Google Burned By Partners To The Tune Of $22.5 Million
Written by Frank HayesHidden in Google’s $22.5 million deal with the FTC to settle a Web-privacy failure involving Apple users is a reminder to online retailers about just how messy the E-Commerce game is: Lots of players are involved in every transaction, and any one of them can change the rules at any time.
Sure, this fine is chump change to Google, few customers care much about privacy anyway and you’re not Google. But the same dynamic could leave security holes in any E-Commerce site, especially because your carefully vetted procedures can get sidestepped as soon as an emergency fix is required—and any glitch qualifies as an emergency.
The deal, which has been finalized but still awaits approval by the five FTC commissioners, involves the biggest Web-privacy fine the agency has ever levied, according to a report in The Wall Street Journal on Monday (July 9). That’s not saying much, because the FTC has only gone after a limited number of privacy violators (and it recently announced its first-ever effort to go to trial on a payment-card breach case). The problem: The FTC can’t pursue actual privacy violations, only cases where a business fails to observe its own published privacy policy.

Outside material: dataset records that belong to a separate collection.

use chrono::{DateTime, Utc};
use serde::Serialize;
use uuid::Uuid;

use super::timestamp;

/// One dated vitals measurement for a user.
#[derive(Debug, Clone, Serialize)]
#[serde(rename_all = "camelCase")]
pub struct HealthData {
    #[serde(rename = "_id")]
    pub id: Uuid,
    pub user_id: Uuid,
    #[serde(with = "timestamp::rfc3339")]
    pub date: DateTime<Utc>,
    pub heart_rate: Option<f64>,
    pub blood_pressure: Option<String>, // "systolic/diastolic"
    pub weight: Option<f64>,
    pub sleep: Option<f64>,
    pub glucose: Option<f64>,
    pub steps: Option<f64>,
    pub water: Option<f64>,
    pub notes: Option<String>,
    #[serde(with = "timestamp::rfc3339")]
    pub created_at: DateTime<Utc>,
}
use chrono::{DateTime, Utc};
use serde::Serialize;
use uuid::Uuid;

use super::enums::{UserStatus, UserType};
use super::timestamp;

/// Account record as exposed by the API.
///
/// Carries no password material at all; the hash is only reachable through
/// [`UserCredentials`], which is never serialized.
#[derive(Debug, Clone, Serialize)]
#[serde(rename_all = "camelCase")]
pub struct User {
    #[serde(rename = "_id")]
    pub id: Uuid,
    pub full_name: String,
    pub email: String,
    pub doctor_name: String,
    pub user_type: UserType,
    pub status: UserStatus,
    pub date_of_birth: Option<String>,
    pub blood_group: Option<String>,
    pub gender: Option<String>,
    pub allergies: Vec<String>,
    pub medical_history: Option<String>,
    pub conditions: Vec<String>,
    #[serde(with = "timestamp::rfc3339")]
    pub created_at: DateTime<Utc>,
    #[serde(with = "timestamp::rfc3339")]
    pub updated_at: DateTime<Utc>,
}

/// Insert payload for a new account. `password_hash` is already encoded.
#[derive(Debug, Clone)]
pub struct NewUser {
    pub id: Uuid,
    pub full_name: String,
    pub email: String,
    pub password_hash: String,
    pub doctor_name: String,
    pub user_type: UserType,
    pub created_at: DateTime<Utc>,
}

/// Stored credential for login verification.
#[derive(Debug, Clone)]
pub struct UserCredentials {
    pub user_id: Uuid,
    pub password_hash: String,
}

/// Partial merge applied by `PUT /api/user/:id`. `None` leaves a field as is.
#[derive(Debug, Clone, Default)]
pub struct UserUpdate {
    pub full_name: Option<String>,
    pub email: Option<String>,
    pub password_hash: Option<String>,
    pub doctor_name: Option<String>,
    pub user_type: Option<UserType>,
    pub status: Option<UserStatus>,
    pub date_of_birth: Option<String>,
    pub blood_group: Option<String>,
    pub gender: Option<String>,
    pub allergies: Option<Vec<String>>,
    pub medical_history: Option<String>,
    pub conditions: Option<Vec<String>>,
}

/// Doctor reference populated into task and suggestion listings.
#[derive(Debug, Clone, PartialEq, Eq, Serialize)]
#[serde(rename_all = "camelCase")]
pub struct DoctorRef {
    #[serde(rename = "_id")]
    pub id: Uuid,
    pub full_name: String,
}

/// Patient counts by status for a doctor's dashboard.
#[derive(Debug, Clone, Default, PartialEq, Eq, Serialize)]
pub struct PatientStats {
    pub total: u32,
    pub active: u32,
    pub inactive: u32,
    pub critical: u32,
}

That’s what got Google into this specific mess. The search giant had posted a privacy page in 2009 saying that it would respect the privacy settings of each user’s browser. In 2010, after Apple—whose Safari is the only major browser that rejects third-party cookies by default—tweaked the way Safari handles cookies to make forms work better, some enterprising Google developers tweaked their own code to make Google’s “+1” button work. That also opened a hole for third-party ad companies to put their own cookies on the Safari user’s machine, which Google didn’t spot and block.

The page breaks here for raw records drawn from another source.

use chrono::{DateTime, Utc};
use rusqlite::{params, Connection, OptionalExtension};
use uuid::Uuid;

use super::{opt_timestamp_at, opt_uuid_at, timestamp_at, uuid_at};
use crate::db::DatabaseError;
use crate::models::timestamp;
use crate::models::{DoctorRef, Task};

pub fn insert_task(conn: &Connection, task: &Task) -> Result<(), DatabaseError> {
    conn.execute(
        "INSERT INTO tasks (id, patient_id, doctor_id, task, completed, assigned_date, completed_date)
         VALUES (?1, ?2, ?3, ?4, ?5, ?6, ?7)",
        params![
            task.id.to_string(),
            task.patient_id.to_string(),
            task.doctor_id.to_string(),
            task.task,
            task.completed as i32,
            timestamp::format(&task.assigned_date),
            task.completed_date.as_ref().map(timestamp::format),
        ],
    )?;
    Ok(())
}

pub fn get_task(conn: &Connection, id: &Uuid) -> Result<Option<Task>, DatabaseError> {
    let task = conn
        .query_row(
            "SELECT t.id, t.patient_id, t.doctor_id, t.task, t.completed, t.assigned_date,
                    t.completed_date, NULL, NULL
             FROM tasks t WHERE t.id = ?1",
            params![id.to_string()],
            row_to_task,
        )
        .optional()?;
    Ok(task)
}

/// Tasks for a patient, newest assignment first, with the assigning doctor populated.
pub fn get_tasks_for_patient(
    conn: &Connection,
    patient_id: &Uuid,
) -> Result<Vec<Task>, DatabaseError> {
    let mut stmt = conn.prepare(
        "SELECT t.id, t.patient_id, t.doctor_id, t.task, t.completed, t.assigned_date,
                t.completed_date, d.id, d.full_name
         FROM tasks t
         LEFT JOIN users d ON d.id = t.doctor_id
         WHERE t.patient_id = ?1
         ORDER BY t.assigned_date DESC, t.rowid DESC",
    )?;
    let rows = stmt.query_map(params![patient_id.to_string()], row_to_task)?;
    rows.collect::<Result<Vec<_>, _>>().map_err(DatabaseError::from)
}

/// Set the completion flag. `completed_date` is `at` when completing, NULL otherwise.
///
/// Returns the updated task, or `None` if no task has this id.
pub fn set_task_completed(
    conn: &Connection,
    id: &Uuid,
    completed: bool,
    at: DateTime<Utc>,
) -> Result<Option<Task>, DatabaseError> {
    let completed_date = completed.then(|| timestamp::format(&at));
    let affected = conn.execute(
        "UPDATE tasks SET completed = ?2, completed_date = ?3 WHERE id = ?1",
        params![id.to_string(), completed as i32, completed_date],
    )?;
    if affected == 0 {
        return Ok(None);
    }
    get_task(conn, id)
}

fn row_to_task(row: &rusqlite::Row) -> Result<Task, rusqlite::Error> {
    let doctor = match opt_uuid_at(row, 7)? {
        Some(id) => Some(DoctorRef {
            id,
            full_name: row.get(8)?,
        }),
        None => None,
    };

    Ok(Task {
        id: uuid_at(row, 0)?,
        patient_id: uuid_at(row, 1)?,
        doctor_id: uuid_at(row, 2)?,
        task: row.get(3)?,
        completed: row.get::<_, i32>(4)? != 0,
        assigned_date: timestamp_at(row, 5)?,
        completed_date: opt_timestamp_at(row, 6)?,
        doctor,
    })
}

#[cfg(test)]
mod tests {
    use super::*;
    use crate::db::repository::fixtures::{days_ago, insert_test_user};
    use crate::db::sqlite::open_memory_database;
    use crate::models::UserType;

    fn test_db() -> Connection {
        open_memory_database().unwrap()
    }

    fn make_task(patient_id: Uuid, doctor_id: Uuid, text: &str, age_days: i64) -> Task {
        Task {
            id: Uuid::new_v4(),
            patient_id,
            doctor_id,
            task: text.into(),
            completed: false,
            assigned_date: days_ago(age_days),
            completed_date: None,
            doctor: None,
        }
    }

    #[test]
    fn list_is_newest_first_with_doctor_populated() {
        let conn = test_db();
        let doctor = insert_test_user(&conn, "Dr B", "drb@x.com", "Dr B", UserType::Doctor);
        let patient = Uuid::new_v4();
        insert_task(&conn, &make_task(patient, doctor, "old", 3)).unwrap();
        insert_task(&conn, &make_task(patient, doctor, "new", 0)).unwrap();

        let tasks = get_tasks_for_patient(&conn, &patient).unwrap();
        assert_eq!(tasks.len(), 2);
        assert_eq!(tasks[0].task, "new");
        let populated = tasks[0].doctor.as_ref().unwrap();
        assert_eq!(populated.id, doctor);
        assert_eq!(populated.full_name, "Dr B");
    }

    #[test]
    fn unknown_doctor_is_not_populated() {
        let conn = test_db();
        let patient = Uuid::new_v4();
        insert_task(&conn, &make_task(patient, Uuid::new_v4(), "walk", 0)).unwrap();
        let tasks = get_tasks_for_patient(&conn, &patient).unwrap();
        assert!(tasks[0].doctor.is_none());
    }

    #[test]
    fn completion_toggle_sets_and_clears_date() {
        let conn = test_db();
        let task = make_task(Uuid::new_v4(), Uuid::new_v4(), "walk", 0);
        insert_task(&conn, &task).unwrap();
        let at = timestamp::now();

        let done = set_task_completed(&conn, &task.id, true, at).unwrap().unwrap();
        assert!(done.completed);
        assert_eq!(done.completed_date, Some(at));

        let reopened = set_task_completed(&conn, &task.id, false, at).unwrap().unwrap();
        assert!(!reopened.completed);
        assert!(reopened.completed_date.is_none());
    }

    #[test]
    fn completing_missing_task_is_none() {
        let conn = test_db();
        let result = set_task_completed(&conn, &Uuid::new_v4(), true, timestamp::now()).unwrap();
        assert!(result.is_none());
    }
}
//! Health check endpoint.

use axum::Json;
use serde::Serialize;

#[derive(Serialize)]
pub struct HealthResponse {
    pub status: &'static str,
    pub message: &'static str,
    pub version: &'static str,
}

/// `GET /api/health`: liveness check.
pub async fn check() -> Json<HealthResponse> {
    Json(HealthResponse {
        status: "OK",
        message: "VitalSync API is running",
        version: crate::config::APP_VERSION,
    })
}
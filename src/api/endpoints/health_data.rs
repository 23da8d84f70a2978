//! Health metric endpoints.
//!
//! - `POST /api/health-data`: record one day's vitals
//! - `GET /api/health-data/:userId`: full history, newest first
//! - `GET /api/health-data/:userId/latest`: most recent record

use std::sync::LazyLock;

use axum::extract::{Path, State};
use axum::http::StatusCode;
use axum::Json;
use regex::Regex;
use serde::Deserialize;
use uuid::Uuid;

use crate::api::error::ApiError;
use crate::api::types::{parse_id, required_id, required_text, ApiContext, ApiJson};
use crate::db;
use crate::models::{timestamp, HealthData};

static BLOOD_PRESSURE: LazyLock<Regex> =
    LazyLock::new(|| Regex::new(r"^[0-9]{2,3}\s*/\s*[0-9]{2,3}$").unwrap());

#[derive(Debug, Default, Deserialize)]
#[serde(rename_all = "camelCase")]
pub struct HealthDataRequest {
    pub user_id: Option<String>,
    pub date: Option<String>,
    pub heart_rate: Option<f64>,
    pub blood_pressure: Option<String>,
    pub weight: Option<f64>,
    pub sleep: Option<f64>,
    pub glucose: Option<f64>,
    pub steps: Option<f64>,
    pub water: Option<f64>,
    pub notes: Option<String>,
}

/// `POST /api/health-data`
pub async fn create(
    State(ctx): State<ApiContext>,
    ApiJson(body): ApiJson<HealthDataRequest>,
) -> Result<(StatusCode, Json<HealthData>), ApiError> {
    let record = to_record(body)?;
    db::insert_health_data(&ctx.core.open_db()?, &record)?;
    tracing::info!(user_id = %record.user_id, record_id = %record.id, "Health data recorded");
    Ok((StatusCode::CREATED, Json(record)))
}

/// `GET /api/health-data/:userId`
pub async fn list(
    State(ctx): State<ApiContext>,
    Path(user_id): Path<String>,
) -> Result<Json<Vec<HealthData>>, ApiError> {
    let user_id = parse_id(&user_id, "userId")?;
    Ok(Json(db::get_health_data_for_user(&ctx.core.open_db()?, &user_id)?))
}

/// `GET /api/health-data/:userId/latest`
pub async fn latest(
    State(ctx): State<ApiContext>,
    Path(user_id): Path<String>,
) -> Result<Json<HealthData>, ApiError> {
    let user_id = parse_id(&user_id, "userId")?;
    db::get_latest_health_data(&ctx.core.open_db()?, &user_id)?
        .map(Json)
        .ok_or_else(|| ApiError::NotFound("No health data found".into()))
}

fn to_record(body: HealthDataRequest) -> Result<HealthData, ApiError> {
    let user_id = required_id(body.user_id.as_deref(), "userId")?;
    let date = required_text(body.date, "date")?;
    let date = timestamp::parse(&date).ok_or_else(|| ApiError::BadRequest("Invalid date".into()))?;

    let blood_pressure = match body.blood_pressure.map(|bp| bp.trim().to_string()) {
        Some(bp) if bp.is_empty() => None,
        Some(bp) if BLOOD_PRESSURE.is_match(&bp) => {
            Some(bp.chars().filter(|c| !c.is_whitespace()).collect())
        }
        Some(_) => {
            return Err(ApiError::BadRequest(
                "bloodPressure must look like systolic/diastolic, e.g. 120/80".into(),
            ))
        }
        None => None,
    };

    Ok(HealthData {
        id: Uuid::new_v4(),
        user_id,
        date,
        heart_rate: vital(body.heart_rate, "heartRate")?,
        blood_pressure,
        weight: vital(body.weight, "weight")?,
        sleep: vital(body.sleep, "sleep")?,
        glucose: vital(body.glucose, "glucose")?,
        steps: vital(body.steps, "steps")?,
        water: vital(body.water, "water")?,
        notes: body.notes.filter(|n| !n.trim().is_empty()),
        created_at: timestamp::now(),
    })
}

fn vital(value: Option<f64>, field: &str) -> Result<Option<f64>, ApiError> {
    match value {
        Some(v) if !v.is_finite() || v < 0.0 => Err(ApiError::BadRequest(format!(
            "{field} must be a non-negative number"
        ))),
        other => Ok(other),
    }
}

Now count the players: Google, Apple, Google’s developers and multiple third-party advertisers. Apple didn’t trumpet its Safari changes; the advertisers didn’t announce what they were doing. Google is the one with the published privacy policy, so it’s the one the FTC went after. But the privacy breach never would have happened without Apple and the advertisers.

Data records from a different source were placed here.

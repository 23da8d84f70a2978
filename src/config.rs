use std::fmt::Display;
use std::net::IpAddr;
use std::path::PathBuf;
use std::str::FromStr;

use thiserror::Error;
use tracing::{info, warn};

use crate::crypto::PBKDF2_ITERATIONS;

/// Application-level constants
pub const APP_NAME: &str = "VitalSync";
pub const APP_VERSION: &str = env!("CARGO_PKG_VERSION");

const DEFAULT_PORT: u16 = 5000;
const DEFAULT_SESSION_TTL_HOURS: i64 = 168;

#[derive(Error, Debug)]
pub enum ConfigError {
    #[error("Invalid value for {key}: {value:?} ({reason})")]
    Invalid {
        key: &'static str,
        value: String,
        reason: String,
    },

    #[error("Cannot determine a data directory; set VITALSYNC_DATABASE")]
    NoDataDir,
}

/// Runtime configuration, read from the environment once at start-up.
#[derive(Debug, Clone)]
pub struct Config {
    pub host: IpAddr,
    pub port: u16,
    pub database_path: PathBuf,
    /// Enforce bearer sessions on data routes.
    pub require_auth: bool,
    pub session_ttl_hours: i64,
    /// Cost factor for newly hashed passwords.
    pub pbkdf2_iterations: u32,
}

impl Config {
    pub fn from_env() -> Result<Self, ConfigError> {
        Self::from_lookup(|key| std::env::var(key).ok())
    }

    /// Build from an arbitrary key lookup (the environment in production).
    pub fn from_lookup<F>(lookup: F) -> Result<Self, ConfigError>
    where
        F: Fn(&str) -> Option<String>,
    {
        let database_path = match lookup("VITALSYNC_DATABASE") {
            Some(path) if !path.trim().is_empty() => PathBuf::from(path),
            _ => default_database_path()?,
        };

        let config = Self {
            host: parse_or(&lookup, "VITALSYNC_HOST", IpAddr::from([0, 0, 0, 0]))?,
            port: parse_or(&lookup, "PORT", DEFAULT_PORT)?,
            database_path,
            require_auth: parse_bool_or(&lookup, "VITALSYNC_REQUIRE_AUTH", false)?,
            session_ttl_hours: parse_or(
                &lookup,
                "VITALSYNC_SESSION_TTL_HOURS",
                DEFAULT_SESSION_TTL_HOURS,
            )?,
            pbkdf2_iterations: parse_or(&lookup, "VITALSYNC_PBKDF2_ITERATIONS", PBKDF2_ITERATIONS)?,
        };

        if config.session_ttl_hours <= 0 {
            return Err(ConfigError::Invalid {
                key: "VITALSYNC_SESSION_TTL_HOURS",
                value: config.session_ttl_hours.to_string(),
                reason: "must be positive".into(),
            });
        }
        if config.pbkdf2_iterations == 0 {
            return Err(ConfigError::Invalid {
                key: "VITALSYNC_PBKDF2_ITERATIONS",
                value: "0".into(),
                reason: "must be positive".into(),
            });
        }
        if config.pbkdf2_iterations < PBKDF2_ITERATIONS {
            warn!(
                iterations = config.pbkdf2_iterations,
                "PBKDF2 iteration count below the recommended {PBKDF2_ITERATIONS}"
            );
        }

        Ok(config)
    }

    pub fn bind_address(&self) -> std::net::SocketAddr {
        std::net::SocketAddr::new(self.host, self.port)
    }
}

fn parse_or<T, F>(lookup: &F, key: &'static str, default: T) -> Result<T, ConfigError>
where
    T: FromStr + Display,
    T::Err: Display,
    F: Fn(&str) -> Option<String>,
{
    match lookup(key) {
        Some(raw) => raw.trim().parse().map_err(|e: T::Err| ConfigError::Invalid {
            key,
            value: raw.clone(),
            reason: e.to_string(),
        }),
        None => {
            info!("{key} not set, using default: {default}");
            Ok(default)
        }
    }
}

fn parse_bool_or<F>(lookup: &F, key: &'static str, default: bool) -> Result<bool, ConfigError>
where
    F: Fn(&str) -> Option<String>,
{
    match lookup(key).as_deref().map(str::trim) {
        None => Ok(default),
        Some("1" | "true" | "TRUE" | "yes" | "on") => Ok(true),
        Some("0" | "false" | "FALSE" | "no" | "off") => Ok(false),
        Some(other) => Err(ConfigError::Invalid {
            key,
            value: other.to_string(),
            reason: "expected true/false".into(),
        }),
    }
}

/// Get the application data directory
/// ~/VitalSync/ on all platforms
pub fn app_data_dir() -> Option<PathBuf> {
    dirs::home_dir().map(|home| home.join(APP_NAME))
}

fn default_database_path() -> Result<PathBuf, ConfigError> {
    app_data_dir()
        .map(|dir| dir.join("vitalsync.db"))
        .ok_or(ConfigError::NoDataDir)
}

/// Log filter used when `RUST_LOG` is not set.
pub fn default_log_filter() -> &'static str {
    "vitalsync_lib=info,vitalsync=info,tower_http=info"
}

#[cfg(test)]
pub(crate) fn test_config(database_path: PathBuf) -> Config {
    Config {
        host: IpAddr::from([127, 0, 0, 1]),
        port: 0,
        database_path,
        require_auth: false,
        session_ttl_hours: DEFAULT_SESSION_TTL_HOURS,
        pbkdf2_iterations: 1_000,
    }
}

#[cfg(test)]
mod tests {
    use super::*;
    use std::collections::HashMap;

    fn lookup_from(pairs: &[(&str, &str)]) -> impl Fn(&str) -> Option<String> {
        let map: HashMap<String, String> = pairs
            .iter()
            .map(|(k, v)| (k.to_string(), v.to_string()))
            .collect();
        move |key| map.get(key).cloned()
    }

    #[test]
    fn defaults_apply_when_unset() {
        let config = Config::from_lookup(lookup_from(&[("VITALSYNC_DATABASE", "/tmp/v.db")])).unwrap();
        assert_eq!(config.port, 5000);
        assert_eq!(config.host, IpAddr::from([0, 0, 0, 0]));
        assert!(!config.require_auth);
        assert_eq!(config.session_ttl_hours, 168);
        assert_eq!(config.pbkdf2_iterations, PBKDF2_ITERATIONS);
        assert_eq!(config.database_path, PathBuf::from("/tmp/v.db"));
    }

    #[test]
    fn overrides_are_parsed() {
        let config = Config::from_lookup(lookup_from(&[
            ("VITALSYNC_DATABASE", "/tmp/v.db"),
            ("PORT", "8080"),
            ("VITALSYNC_HOST", "127.0.0.1"),
            ("VITALSYNC_REQUIRE_AUTH", "true"),
            ("VITALSYNC_SESSION_TTL_HOURS", "12"),
            ("VITALSYNC_PBKDF2_ITERATIONS", "700000"),
        ]))
        .unwrap();
        assert_eq!(config.bind_address().to_string(), "127.0.0.1:8080");
        assert!(config.require_auth);
        assert_eq!(config.session_ttl_hours, 12);
        assert_eq!(config.pbkdf2_iterations, 700_000);
    }

    #[test]
    fn invalid_port_is_an_error() {
        let result = Config::from_lookup(lookup_from(&[
            ("VITALSYNC_DATABASE", "/tmp/v.db"),
            ("PORT", "eighty"),
        ]));
        assert!(matches!(result, Err(ConfigError::Invalid { key: "PORT", .. })));
    }

    #[test]
    fn invalid_bool_is_an_error() {
        let result = Config::from_lookup(lookup_from(&[
            ("VITALSYNC_DATABASE", "/tmp/v.db"),
            ("VITALSYNC_REQUIRE_AUTH", "maybe"),
        ]));
        assert!(matches!(result, Err(ConfigError::Invalid { .. })));
    }

    #[test]
    fn non_positive_ttl_is_rejected() {
        let result = Config::from_lookup(lookup_from(&[
            ("VITALSYNC_DATABASE", "/tmp/v.db"),
            ("VITALSYNC_SESSION_TTL_HOURS", "0"),
        ]));
        assert!(result.is_err());
    }

    #[test]
    fn app_data_dir_under_home() {
        if let (Some(dir), Some(home)) = (app_data_dir(), dirs::home_dir()) {
            assert!(dir.starts_with(home));
            assert!(dir.ends_with("VitalSync"));
        }
    }

    #[test]
    fn app_version_matches_cargo() {
        assert_eq!(APP_VERSION, "0.1.0");
    }
}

Online retailers have privacy pages, too, along with partners capable of making changes that open privacy holes. But you probably aren’t much worried about the FTC (though maybe you should be, now that it’s finally starting to show some teeth). Most customers care about privacy even less than they care about whether a retailer has had a payment-card breach—that just doesn’t seem to change their store-going habits.
But the same dependencies that did in Google—those third-party connections and developer obliviousness—could hit chains much harder in an area they do care about: PCI.
Plan on using some vendor’s cloud? It’s probably not PCI-safe. You don’t even know where the data actually resides, never mind how it’s secured or what changes could be made on a moment’s notice (or no notice at all).